Job Losses Across States Would Skyrocket rapidly. According to recent analysis, in 2029, the bill’s Medicaid and SNAP cuts would cost states $154 billion—18% more than they would save the federal government ($131 billion). Nationwide, 1.22 million jobs would be lost, and state and local tax revenues would drop by $12 billion. Cuts to Medicare and the Marketplace would further disrupt the economy and employment.

Less Access to Care and Higher Health Risks would lead to more harm and suffering, more preventable deaths, increased reliance on emergency rooms, and worse health outcomes.
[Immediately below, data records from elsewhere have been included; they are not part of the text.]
use super::*;
use std::fs;
use std::io::Cursor;
use tempfile::tempdir;

// -------------------- Helpers --------------------

fn entry(id: u64, offset_units: u32, size: u32) -> IndexEntry {
    IndexEntry {
        id,
        offset_units,
        size,
    }
}

fn replay_all(path: &std::path::Path) -> Result<Vec<IndexEntry>, IndexError> {
    let mut reader = IndexReader::open(path)?;
    let mut entries = Vec::new();
    reader.replay(|e| entries.push(e))?;
    Ok(entries)
}

fn replay_from_bytes(data: &[u8]) -> Result<Vec<IndexEntry>, IndexError> {
    let mut reader = IndexReader::from_reader(Cursor::new(data.to_vec()));
    let mut entries = Vec::new();
    reader.replay(|e| entries.push(e))?;
    Ok(entries)
}

// -------------------- Basic write & replay --------------------

#[test]
fn write_and_replay_in_order() {
    let dir = tempdir().unwrap();
    let path = dir.path().join("1.idx");

    {
        let mut w = IndexWriter::create(&path, true).unwrap();
        w.append(&entry(1, 1, 40)).unwrap();
        w.append(&entry(2, 6, 48)).unwrap();
        w.append(&IndexEntry::tombstone(1)).unwrap();
    }

    assert_eq!(fs::metadata(&path).unwrap().len(), 48);
    let entries = replay_all(&path).unwrap();
    assert_eq!(
        entries,
        vec![entry(1, 1, 40), entry(2, 6, 48), IndexEntry::tombstone(1)]
    );
    assert!(entries[2].is_tombstone());
}

#[test]
fn entry_is_big_endian_on_disk() {
    let dir = tempdir().unwrap();
    let path = dir.path().join("1.idx");

    {
        let mut w = IndexWriter::create(&path, true).unwrap();
        w.append(&entry(0x0102_0304_0506_0708, 0x0A0B_0C0D, 0x1122_3344))
            .unwrap();
    }

    let bytes = fs::read(&path).unwrap();
    assert_eq!(
        bytes,
        vec![
            0x01, 0x02, 0x03, 0x04, 0x05, 0x06, 0x07, 0x08, // id
            0x0A, 0x0B, 0x0C, 0x0D, // offset_units
            0x11, 0x22, 0x33, 0x44, // size
        ]
    );
}

#[test]
fn byte_offset_is_units_times_eight() {
    assert_eq!(entry(1, 1, 40).byte_offset(), 8);
    assert_eq!(entry(1, u32::MAX, 40).byte_offset(), u64::from(u32::MAX) * 8);
}

#[test]
fn replay_empty_file() {
    let entries = replay_from_bytes(b"").unwrap();
    assert!(entries.is_empty());
}

#[test]
fn append_to_existing_index() {
    let dir = tempdir().unwrap();
    let path = dir.path().join("1.idx");

    {
        let mut w = IndexWriter::create(&path, true).unwrap();
        w.append(&entry(1, 1, 40)).unwrap();
    }
    {
        let mut w = IndexWriter::create(&path, true).unwrap();
        w.append(&entry(2, 6, 48)).unwrap();
    }

    let entries = replay_all(&path).unwrap();
    assert_eq!(entries.len(), 2);
}

#[test]
fn open_non_existent_file_returns_io_error() {
    let result = IndexReader::open("/tmp/non_existent_volume.idx");
    assert!(matches!(result, Err(IndexError::Io(_))));
}

// -------------------- Corrupt tail --------------------

#[test]
fn trailing_fragment_reports_valid_prefix() {
    let dir = tempdir().unwrap();
    let path = dir.path().join("1.idx");

    {
        let mut w = IndexWriter::create(&path, true).unwrap();
        w.append(&entry(1, 1, 40)).unwrap();
        w.append(&entry(2, 6, 48)).unwrap();
    }

    // crash mid-append: 5 stray bytes
    let mut data = fs::read(&path).unwrap();
    data.extend_from_slice(&[0xAA; 5]);
    fs::write(&path, &data).unwrap();

    let mut reader = IndexReader::open(&path).unwrap();
    let mut seen = Vec::new();
    let err = reader.replay(|e| seen.push(e)).unwrap_err();

    // both complete entries were delivered before the error
    assert_eq!(seen, vec![entry(1, 1, 40), entry(2, 6, 48)]);
    match err {
        IndexError::Corrupt { valid_len } => assert_eq!(valid_len, 32),
        other => panic!("expected Corrupt, got {other:?}"),
    }
}

#[test]
fn fragment_only_file_has_zero_valid_prefix() {
    let err = replay_from_bytes(&[1, 2, 3]).unwrap_err();
    assert!(matches!(err, IndexError::Corrupt { valid_len: 0 }));
}

#[test]
fn truncating_to_valid_len_recovers() {
    let dir = tempdir().unwrap();
    let path = dir.path().join("1.idx");

    {
        let mut w = IndexWriter::create(&path, true).unwrap();
        w.append(&entry(1, 1, 40)).unwrap();
    }
    let mut data = fs::read(&path).unwrap();
    data.extend_from_slice(&[0xAA; 7]);
    fs::write(&path, &data).unwrap();

    let valid_len = match replay_all(&path) {
        Err(IndexError::Corrupt { valid_len }) => valid_len,
        other => panic!("expected Corrupt, got {other:?}"),
    };

    let data = fs::read(&path).unwrap();
    fs::write(&path, &data[..valid_len as usize]).unwrap();

    let entries = replay_all(&path).unwrap();
    assert_eq!(entries, vec![entry(1, 1, 40)]);
}

// -------------------- Incremental walk --------------------

#[test]
fn walk_from_resumes_where_replay_stopped() {
    let dir = tempdir().unwrap();
    let path = dir.path().join("1.idx");

    {
        let mut w = IndexWriter::create(&path, false).unwrap();
        w.append(&entry(1, 1, 40)).unwrap();
        w.append(&entry(2, 6, 48)).unwrap();
        w.sync_to_disk().unwrap();
    }

    let mut reader = IndexReader::open(&path).unwrap();
    let mut first = Vec::new();
    let next = reader.walk_from(0, |e| first.push(e)).unwrap();
    assert_eq!(next, 32);
    assert_eq!(first.len(), 2);

    // more entries arrive
    {
        let mut w = IndexWriter::create(&path, true).unwrap();
        w.append(&IndexEntry::tombstone(1)).unwrap();
    }

    let mut reader = IndexReader::open(&path).unwrap();
    let mut second = Vec::new();
    let next = reader.walk_from(next, |e| second.push(e)).unwrap();
    assert_eq!(next, 48);
    assert_eq!(second, vec![IndexEntry::tombstone(1)]);
}

#[test]
fn walk_from_rejects_misaligned_offset() {
    let mut reader = IndexReader::from_reader(Cursor::new(vec![0u8; 32]));
    let result = reader.walk_from(9, |_| {});
    assert!(matches!(result, Err(IndexError::Corrupt { .. })));
}

// -------------------- Volume-scale --------------------

#[test]
fn many_entries_roundtrip() {
    let dir = tempdir().unwrap();
    let path = dir.path().join("1.idx");

    let n = 5_000u64;
    {
        let mut w = IndexWriter::create(&path, false).unwrap();
        for i in 1..=n {
            w.append(&entry(i, i as u32, 24)).unwrap();
        }
        w.sync_to_disk().unwrap();
    }

    let entries = replay_all(&path).unwrap();
    assert_eq!(entries.len(), n as usize);
    for (i, e) in entries.iter().enumerate() {
        assert_eq!(e.id, i as u64 + 1);
    }
}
Research consistently finds that people facing higher out-of-pocket costs for health care cut back on the care they receive, even if it is necessary for their health and safety. This leads to worse health, higher care needs, and more hospitalizations—effects that drive up costs for individuals and system-wide.

More Preventable Deaths would occur due to reduced access to affordable, high-quality coverage and care. Researchers estimate over 51,000 additional people would die each year if the bill is enacted. This includes 18,200 low-income Medicare-Medicaid enrollees who would lose MSP and LIS. Another 20,000 lives could be lost each year from disenrollments in Medicaid and Marketplace coverage and 13,000 from the rollback of nursing home staffing rules.

Public Opinion is Clear: Americans Oppose These Cuts

Polling Consistently Shows Strong Public Opposition to the Bill. Recent polling echoes previous findings that show widespread, bipartisan concern about cuts to Medicaid and SNAP, and fear that the bill’s policies would limit access to affordable health care and long-term care services. There is also broad opposition to exploding the deficit and cutting taxes for higher-income households. Although the bill’s proponents have obscured its details and impacts, those realities are breaking through—and the more people learn about what it does, the less they like it.

Congress Is Ignoring the Will of the People. The reconciliation bill runs counter to public opinion and ignores the growing demand for stronger—not weaker—health coverage and nutrition assistance.